Gold forecast: Metal aims to recover with core PCE data on tap
In today's gold forecast, we're witnessing a small rebound not only in gold prices but also across various asset classes, including the major European stock averages while yesterday saw crude oil recover strongly to close around 1% higher. This comes on the heels of yesterday’s US data indicating a slowdown in inflation, coupled with unexpected gains in GDP and core durable goods orders, easing some demand worries. Additionally, China's central bank took the market by surprise again this week with an unplanned lending operation at significantly lower rates. These stimulus measures by the PBOC aim to bolster an economy that has been losing steam. Collectively, these developments have helped to ease demand concerns, subsequently reducing pressure on metal prices.
Why did gold prices fall this week?
I think the biggest influence on metals prices have been the sudden drop in all sorts of risk assets. After all, gold has been trending positively with indices in recent years. But I think the downside is limited and would expect to see the bullish trend resume soon. Today’s mixed-to-weaker US data suggests inflationary pressures and economic activity are waning, paving the way for the Fed to cut rates twice this year. What’s more, the PBOC has also been at it this week, cutting interest rates. As global central banks ease their policies, this should help to support low- or zero-yielding assets on the dips.
Attention turns to US Core PCE data
Later on, we will have the Fed’s preferred inflation gauge, the core PCE price index seen printing 0.2% month over month or 2.5% year-over-year, down from 2.6% previously. However, judging by yesterday’s release of weaker GDP deflator and the drop in GDP core PCE prices, this suggests the possibility of a larger-than-expected decline in today’s core PCE data. If so, this would further boost the chances of a September rate cut, and potentially support gold prices.

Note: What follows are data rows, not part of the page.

//! # Transport
//!
//! Upward-facing interface consumed by routing layers.
//!
//! ## Example
//!
//! ```rust,ignore
//! async fn greet(transport: Arc<dyn Transport>, peer: PeerDescriptor) -> Result<(), TransportError> {
//!     let mut events = transport.subscribe();
//!     transport.send(Message::payload("app/greeter", b"hello".to_vec()).to(peer)).await?;
//!     while let Some(event) = events.recv().await {
//!         if let TransportEvent::Message(message) = event {
//!             println!("{:?}", message.payload_bytes());
//!         }
//!     }
//!     Ok(())
//! }
//! ```

use async_trait::async_trait;
use peerlink_types::{DisconnectReason, Message, NodeId, PeerDescriptor};
use tokio::sync::mpsc;

use crate::error::TransportError;

/// 传输层事件
#[derive(Debug, Clone, PartialEq)]
pub enum TransportEvent {
    /// A handshake completed and the peer is reachable.
    Connected(PeerDescriptor),
    /// A previously connected peer went away.
    Disconnected {
        peer: PeerDescriptor,
        reason: DisconnectReason,
    },
    /// Application message; `source_descriptor` is always set.
    Message(Message),
}

pub type TransportEvents = mpsc::UnboundedReceiver<TransportEvent>;

#[async_trait]
pub trait Transport: Send + Sync {
    /// Deliver `message` to its `target_descriptor`, connecting on demand.
    ///
    /// Fails immediately for the local node and when capacity is exhausted.
    async fn send(&self, message: Message) -> Result<(), TransportError>;

    /// New receiver for every event emitted from now on.
    fn subscribe(&self) -> TransportEvents;

    fn local_peer_descriptor(&self) -> PeerDescriptor;

    /// Peers with an open connection.
    fn connections(&self) -> Vec<PeerDescriptor>;

    fn has_connection(&self, node_id: &NodeId) -> bool;

    async fn stop(&self);
}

Gold forecast: looking ahead to next week
In the week ahead, we will have a few major macro events that could impact the near-term gold forecast. Among them, here are the three major highlights:
BoJ policy decision
Wednesday, July 31
The yen roared back amid the unwind of carry trades in recent weeks, supported by the narrowing of yield spreads between Japanese bonds and those of other countries. As many central banks begin or prepare to implement rate cuts, Japan has only recently started to tighten its monetary policy. In the upcoming Bank of Japan meeting, speculation is growing that the central bank might raise interest rates by ten basis points. This has the potential to move the USD/JPY sharply, which should impact gold prices given they are priced in US dollar.
FOMC policy decision
Wednesday, July 31
The recent weakness in US data has led to calls for the Federal Reserve to expedite rate cuts. The sharp steepening of the US yield curve indicates market anticipation of more aggressive rate cuts. The market-implied probability of a rate cut at this meeting is only 10% meaning any unexpected decision by the Fed could boost stock prices significantly. The more likely scenario is that the Fed prepares the market for a September cut, possibly followed by another before the year is out. If the Fed is dovish, then this should be good news for gold, while a hawkish Fed is what the gold bears would be hoping to see.
US non-farm jobs report
Friday, August 2
The unemployment rate has been steadily rising and the pace of job gains have slowed with other labour market indicators also softening in recent months. If this trend continues, it will only cement expectations of a September rate cut, potentially undermining the dollar and underpinning gold.
Gold forecast: technical analysis
Source: TradingView.com
The technical XAUUSD forecast still remains bullish given that it hasn’t broken its series of higher highs and higher lows, even if it has struggled to hold the more recent breakout attempts. Short-term support at $2360 needs to hold to prevent a deeper correction. This level converges with the bullish trend line. Below here, the next key support is around $2300. Short-term resistance comes in around $2390.